Personal information
- Full name: Phillip Joseph Goodrum
- Date of birth: June 20, 1997 (age 29)
- Place of birth: Nashville, Tennessee, United States
- Height: {{height|ft=5|in=11
- Position: Forward

Team information
- Current team: Lexington SC
- Number: 9

Youth career
- 2014–2016: Carolina Rapids

College career
- Years: Team / Apps / (Gls)
- 2016–2019: UNC Wilmington Seahawks / 76 / (32)

Senior career*
- Years: Team / Apps / (Gls)
- 2016: North Carolina Fusion U23 / 12 / (1)
- 2017: Wilmington Hammerheads / 12 / (0)
- 2018: North Carolina Fusion U23 / 4 / (1)
- 2019: Brazos Valley Cavalry / 2 / (2)
- 2020–2021: Atlanta United 2 / 34 / (6)
- 2022–2023: Memphis 901 / 47 / (28)
- 2023–2024: FC Tulsa / 38 / (17)
- 2024–2025: Louisville City / 38 / (17)
- 2026–: Lexington SC / 13 / (3)

= Phillip Goodrum =

American soccer player (born 1997)

Phillip Joseph Goodrum (born June 20, 1997) is an American soccer player who plays for Lexington SC in the USL Championship.

== Career ==
=== Youth and college ===
Goodrum played four years of college soccer at the University of North Carolina Wilmington between 2016 and 2019, where he made 76 appearances, scoring 32 goals and tallied 15 assists.

While at college, Goodrum appeared for USL PDL sides North Carolina Fusion U23, Wilmington Hammerheads and Brazos Valley Cavalry.

=== Professional ===
On January 13, 2020, Goodrum was selected 75th overall in the 2020 MLS SuperDraft by Atlanta United.
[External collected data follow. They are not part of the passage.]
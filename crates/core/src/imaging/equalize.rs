use ndarray::Array2;

use crate::shared::GrayGrid;

pub const DEFAULT_TILE_GRID: usize = 8;
pub const DEFAULT_CLIP_LIMIT: f64 = 2.0;

/// Contrast-limited adaptive histogram equalization.
///
/// The grid is split into `tile_grid` x `tile_grid` tiles, each tile gets a
/// clipped-histogram lookup table, and every pixel is mapped through a
/// bilinear blend of the four nearest tile tables. `clip_limit` is relative
/// to the mean bin height of a tile.
pub fn equalize_tiles(grid: &GrayGrid, tile_grid: usize, clip_limit: f64) -> GrayGrid {
    let (height, width) = grid.dim();
    if height == 0 || width == 0 {
        return grid.clone();
    }
    let tile_grid = tile_grid.max(1);
    let tile_w = width.div_ceil(tile_grid).max(1);
    let tile_h = height.div_ceil(tile_grid).max(1);
    let tiles_x = width.div_ceil(tile_w);
    let tiles_y = height.div_ceil(tile_h);

    let mut luts = vec![[0u8; 256]; tiles_x * tiles_y];
    for ty in 0..tiles_y {
        for tx in 0..tiles_x {
            let y0 = ty * tile_h;
            let x0 = tx * tile_w;
            let y1 = (y0 + tile_h).min(height);
            let x1 = (x0 + tile_w).min(width);
            let mut hist = [0u64; 256];
            for y in y0..y1 {
                for x in x0..x1 {
                    hist[grid[[y, x]] as usize] += 1;
                }
            }
            let area = ((y1 - y0) * (x1 - x0)) as u64;
            luts[ty * tiles_x + tx] = clipped_lut(&mut hist, area, clip_limit);
        }
    }

    Array2::from_shape_fn((height, width), |(y, x)| {
        let (ty0, ty1, wy) = neighbours(y, tile_h, tiles_y);
        let (tx0, tx1, wx) = neighbours(x, tile_w, tiles_x);
        let v = grid[[y, x]] as usize;
        let top = luts[ty0 * tiles_x + tx0][v] as f64 * (1.0 - wx)
            + luts[ty0 * tiles_x + tx1][v] as f64 * wx;
        let bottom = luts[ty1 * tiles_x + tx0][v] as f64 * (1.0 - wx)
            + luts[ty1 * tiles_x + tx1][v] as f64 * wx;
        (top * (1.0 - wy) + bottom * wy).round().clamp(0.0, 255.0) as u8
    })
}

fn clipped_lut(hist: &mut [u64; 256], area: u64, clip_limit: f64) -> [u8; 256] {
    if clip_limit > 0.0 {
        let limit = ((clip_limit * area as f64 / 256.0) as u64).max(1);
        let mut excess = 0u64;
        for bin in hist.iter_mut() {
            if *bin > limit {
                excess += *bin - limit;
                *bin = limit;
            }
        }
        let share = excess / 256;
        let remainder = (excess % 256) as usize;
        for (i, bin) in hist.iter_mut().enumerate() {
            *bin += share + u64::from(i < remainder);
        }
    }

    let mut lut = [0u8; 256];
    let mut cdf = 0u64;
    for (i, &count) in hist.iter().enumerate() {
        cdf += count;
        lut[i] = ((cdf as f64 * 255.0 / area as f64).round()).min(255.0) as u8;
    }
    lut
}

/// Two tile indices bracketing `pos` along one axis and the weight of the second.
fn neighbours(pos: usize, tile: usize, tiles: usize) -> (usize, usize, f64) {
    let f = (pos as f64 + 0.5) / tile as f64 - 0.5;
    if f <= 0.0 {
        return (0, 0, 0.0);
    }
    let i0 = (f.floor() as usize).min(tiles - 1);
    let i1 = (i0 + 1).min(tiles - 1);
    let w = if i1 == i0 { 0.0 } else { f - i0 as f64 };
    (i0, i1, w)
}
pub mod image_dir_reader;
pub mod image_file_writer;
pub mod json_report_store;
After signing with the club's USL Championship side Atlanta United 2, he then signed a short-term deal with the first team ahead of their upcoming CONCACAF Champions League game.

On January 14, 2022, Goodrum returned to his home state of Tennessee, signing with Memphis 901. Goodrum set the Memphis franchise record for goals in a season in 2022 with 23. On May 22, 2023, Goodrum was traded to FC Tulsa in exchange for Rodrigo da Costa. Despite joining FC Tulsa after the 2023 season had already been underway, Goodrum also tied Tulsa's single-season goals record with 12. In January 2024, it was announced that Goodrum would be returning to Tulsa for the 2024 season. Goodrum was sold to Louisville City on August 14, 2024 for a league record transfer fee.

On December 29, 2025, it was announced that Goodrum had been transferred to USL Championship side Lexington SC for an undisclosed "six-figure" transfer fee.